**Your goal**
Return, from the data that follows, each line that holds the word "DuplicateFile".

**Material for this task**

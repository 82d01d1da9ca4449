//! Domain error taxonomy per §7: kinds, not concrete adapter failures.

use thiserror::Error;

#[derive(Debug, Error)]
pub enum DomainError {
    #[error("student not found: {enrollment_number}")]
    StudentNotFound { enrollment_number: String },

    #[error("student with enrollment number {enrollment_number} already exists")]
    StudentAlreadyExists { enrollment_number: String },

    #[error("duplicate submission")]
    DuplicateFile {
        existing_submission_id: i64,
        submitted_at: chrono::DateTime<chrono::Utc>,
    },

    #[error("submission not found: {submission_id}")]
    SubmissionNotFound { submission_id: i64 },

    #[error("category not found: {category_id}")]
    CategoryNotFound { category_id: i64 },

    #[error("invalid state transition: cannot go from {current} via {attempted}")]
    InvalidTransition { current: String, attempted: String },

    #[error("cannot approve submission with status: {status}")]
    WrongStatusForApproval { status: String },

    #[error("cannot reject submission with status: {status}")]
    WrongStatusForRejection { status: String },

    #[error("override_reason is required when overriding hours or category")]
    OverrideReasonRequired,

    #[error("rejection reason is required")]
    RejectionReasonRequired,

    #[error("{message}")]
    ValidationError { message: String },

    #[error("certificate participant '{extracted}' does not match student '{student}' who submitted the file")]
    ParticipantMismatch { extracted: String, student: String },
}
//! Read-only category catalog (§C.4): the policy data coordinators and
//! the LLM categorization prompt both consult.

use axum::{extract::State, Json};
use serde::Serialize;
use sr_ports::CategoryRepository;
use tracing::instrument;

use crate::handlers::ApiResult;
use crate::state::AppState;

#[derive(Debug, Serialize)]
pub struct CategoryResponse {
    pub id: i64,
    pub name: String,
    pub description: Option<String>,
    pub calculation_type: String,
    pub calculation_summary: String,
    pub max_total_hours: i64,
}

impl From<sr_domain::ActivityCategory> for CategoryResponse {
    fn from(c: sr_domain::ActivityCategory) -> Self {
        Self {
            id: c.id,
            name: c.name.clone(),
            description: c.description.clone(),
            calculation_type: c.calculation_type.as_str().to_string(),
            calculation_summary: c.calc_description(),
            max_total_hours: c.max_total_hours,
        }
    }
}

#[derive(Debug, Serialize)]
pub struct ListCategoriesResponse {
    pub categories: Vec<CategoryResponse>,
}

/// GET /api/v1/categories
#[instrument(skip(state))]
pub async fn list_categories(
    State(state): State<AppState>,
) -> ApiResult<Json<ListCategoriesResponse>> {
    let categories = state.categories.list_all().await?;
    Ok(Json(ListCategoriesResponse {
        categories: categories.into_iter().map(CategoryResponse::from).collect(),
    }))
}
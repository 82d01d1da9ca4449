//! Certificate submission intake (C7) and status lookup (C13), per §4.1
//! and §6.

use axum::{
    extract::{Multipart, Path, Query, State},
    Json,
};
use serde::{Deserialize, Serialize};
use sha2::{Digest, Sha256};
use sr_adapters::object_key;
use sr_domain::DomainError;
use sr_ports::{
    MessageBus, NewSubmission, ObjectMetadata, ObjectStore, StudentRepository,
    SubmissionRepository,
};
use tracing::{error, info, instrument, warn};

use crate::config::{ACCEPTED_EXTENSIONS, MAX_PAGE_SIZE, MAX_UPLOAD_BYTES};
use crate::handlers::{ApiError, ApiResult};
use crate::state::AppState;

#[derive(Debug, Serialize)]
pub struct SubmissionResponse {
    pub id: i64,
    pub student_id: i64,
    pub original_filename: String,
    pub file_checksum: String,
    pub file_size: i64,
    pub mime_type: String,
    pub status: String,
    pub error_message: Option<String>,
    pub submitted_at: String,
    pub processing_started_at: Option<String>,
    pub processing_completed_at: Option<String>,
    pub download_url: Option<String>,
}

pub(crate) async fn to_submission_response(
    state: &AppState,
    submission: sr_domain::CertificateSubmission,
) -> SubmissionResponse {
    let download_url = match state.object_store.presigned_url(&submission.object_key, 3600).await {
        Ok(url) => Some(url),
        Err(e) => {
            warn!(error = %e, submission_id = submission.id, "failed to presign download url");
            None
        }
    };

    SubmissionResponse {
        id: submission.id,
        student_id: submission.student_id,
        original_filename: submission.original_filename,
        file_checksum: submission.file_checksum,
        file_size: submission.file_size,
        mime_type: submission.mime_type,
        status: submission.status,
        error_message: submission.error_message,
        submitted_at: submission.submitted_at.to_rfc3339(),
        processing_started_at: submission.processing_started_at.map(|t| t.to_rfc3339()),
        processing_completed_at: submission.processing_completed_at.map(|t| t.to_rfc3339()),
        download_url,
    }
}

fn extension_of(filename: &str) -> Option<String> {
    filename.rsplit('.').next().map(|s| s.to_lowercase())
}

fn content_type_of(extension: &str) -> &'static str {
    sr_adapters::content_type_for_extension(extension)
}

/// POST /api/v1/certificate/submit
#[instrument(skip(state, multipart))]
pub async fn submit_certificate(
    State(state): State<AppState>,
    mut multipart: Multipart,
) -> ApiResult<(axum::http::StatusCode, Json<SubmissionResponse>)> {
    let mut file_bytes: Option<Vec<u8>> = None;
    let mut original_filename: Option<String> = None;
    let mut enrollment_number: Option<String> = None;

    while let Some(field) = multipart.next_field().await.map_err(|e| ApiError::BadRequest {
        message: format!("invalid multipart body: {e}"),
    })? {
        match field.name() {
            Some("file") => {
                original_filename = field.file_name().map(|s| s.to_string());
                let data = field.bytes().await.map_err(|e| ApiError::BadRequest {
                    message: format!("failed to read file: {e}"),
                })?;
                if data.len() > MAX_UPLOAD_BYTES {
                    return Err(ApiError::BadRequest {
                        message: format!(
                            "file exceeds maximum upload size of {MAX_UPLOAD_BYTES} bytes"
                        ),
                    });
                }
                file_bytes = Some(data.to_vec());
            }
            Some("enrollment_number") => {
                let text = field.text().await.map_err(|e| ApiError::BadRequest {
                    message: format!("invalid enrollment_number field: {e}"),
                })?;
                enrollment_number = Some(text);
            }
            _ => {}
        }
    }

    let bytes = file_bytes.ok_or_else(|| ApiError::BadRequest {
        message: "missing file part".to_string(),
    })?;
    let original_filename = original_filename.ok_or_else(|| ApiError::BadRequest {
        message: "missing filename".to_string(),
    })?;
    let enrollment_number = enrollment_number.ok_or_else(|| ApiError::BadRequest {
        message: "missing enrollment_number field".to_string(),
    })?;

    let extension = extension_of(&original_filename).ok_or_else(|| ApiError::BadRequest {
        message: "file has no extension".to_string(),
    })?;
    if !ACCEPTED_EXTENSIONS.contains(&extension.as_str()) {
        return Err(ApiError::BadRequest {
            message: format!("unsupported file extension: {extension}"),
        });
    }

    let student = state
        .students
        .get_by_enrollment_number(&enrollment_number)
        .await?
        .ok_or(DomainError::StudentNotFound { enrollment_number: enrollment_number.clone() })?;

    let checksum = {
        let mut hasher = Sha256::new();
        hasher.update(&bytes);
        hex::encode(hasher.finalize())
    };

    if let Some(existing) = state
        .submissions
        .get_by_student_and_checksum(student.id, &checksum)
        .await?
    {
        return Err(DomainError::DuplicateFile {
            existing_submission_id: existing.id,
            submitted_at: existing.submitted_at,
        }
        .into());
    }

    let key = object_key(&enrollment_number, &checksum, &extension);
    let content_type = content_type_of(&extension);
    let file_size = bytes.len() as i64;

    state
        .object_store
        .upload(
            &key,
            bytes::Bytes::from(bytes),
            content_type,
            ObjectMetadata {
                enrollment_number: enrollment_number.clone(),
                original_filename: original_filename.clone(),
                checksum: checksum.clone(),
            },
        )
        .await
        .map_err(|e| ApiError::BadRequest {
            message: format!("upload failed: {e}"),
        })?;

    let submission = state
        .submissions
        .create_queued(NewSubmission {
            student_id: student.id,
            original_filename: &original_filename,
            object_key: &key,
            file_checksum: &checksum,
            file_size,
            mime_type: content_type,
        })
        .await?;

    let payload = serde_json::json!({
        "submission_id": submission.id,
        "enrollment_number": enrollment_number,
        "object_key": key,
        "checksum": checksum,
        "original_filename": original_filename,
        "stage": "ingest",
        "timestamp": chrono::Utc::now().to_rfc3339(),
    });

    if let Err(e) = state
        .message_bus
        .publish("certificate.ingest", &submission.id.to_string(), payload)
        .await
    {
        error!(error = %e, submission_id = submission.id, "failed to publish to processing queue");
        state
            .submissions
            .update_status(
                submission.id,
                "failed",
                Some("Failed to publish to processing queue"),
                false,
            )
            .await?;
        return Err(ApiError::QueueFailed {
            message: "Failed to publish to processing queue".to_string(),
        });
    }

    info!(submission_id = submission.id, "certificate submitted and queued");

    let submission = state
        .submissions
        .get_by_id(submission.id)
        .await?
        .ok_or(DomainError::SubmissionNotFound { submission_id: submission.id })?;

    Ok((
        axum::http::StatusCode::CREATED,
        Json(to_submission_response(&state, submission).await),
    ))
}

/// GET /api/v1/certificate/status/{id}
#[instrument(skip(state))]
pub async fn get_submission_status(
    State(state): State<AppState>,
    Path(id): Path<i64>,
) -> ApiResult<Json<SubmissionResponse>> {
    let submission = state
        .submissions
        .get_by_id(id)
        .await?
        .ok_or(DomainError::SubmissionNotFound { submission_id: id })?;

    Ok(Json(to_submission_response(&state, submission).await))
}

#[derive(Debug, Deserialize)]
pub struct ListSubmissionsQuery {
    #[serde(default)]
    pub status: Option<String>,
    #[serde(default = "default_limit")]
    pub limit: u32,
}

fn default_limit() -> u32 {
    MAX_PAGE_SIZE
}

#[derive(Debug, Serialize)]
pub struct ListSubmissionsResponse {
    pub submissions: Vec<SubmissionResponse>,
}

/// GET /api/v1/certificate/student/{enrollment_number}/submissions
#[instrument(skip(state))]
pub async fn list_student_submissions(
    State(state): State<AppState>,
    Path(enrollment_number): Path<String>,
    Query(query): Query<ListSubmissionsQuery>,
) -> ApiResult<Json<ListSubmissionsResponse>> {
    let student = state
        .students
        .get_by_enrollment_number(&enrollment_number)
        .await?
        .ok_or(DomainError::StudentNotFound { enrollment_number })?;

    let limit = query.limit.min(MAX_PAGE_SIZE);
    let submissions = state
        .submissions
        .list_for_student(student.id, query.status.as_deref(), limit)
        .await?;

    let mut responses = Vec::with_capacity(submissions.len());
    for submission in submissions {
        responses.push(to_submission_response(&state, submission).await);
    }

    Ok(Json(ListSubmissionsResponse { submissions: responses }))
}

**Solved problem**
    DuplicateFile {
        return Err(DomainError::DuplicateFile {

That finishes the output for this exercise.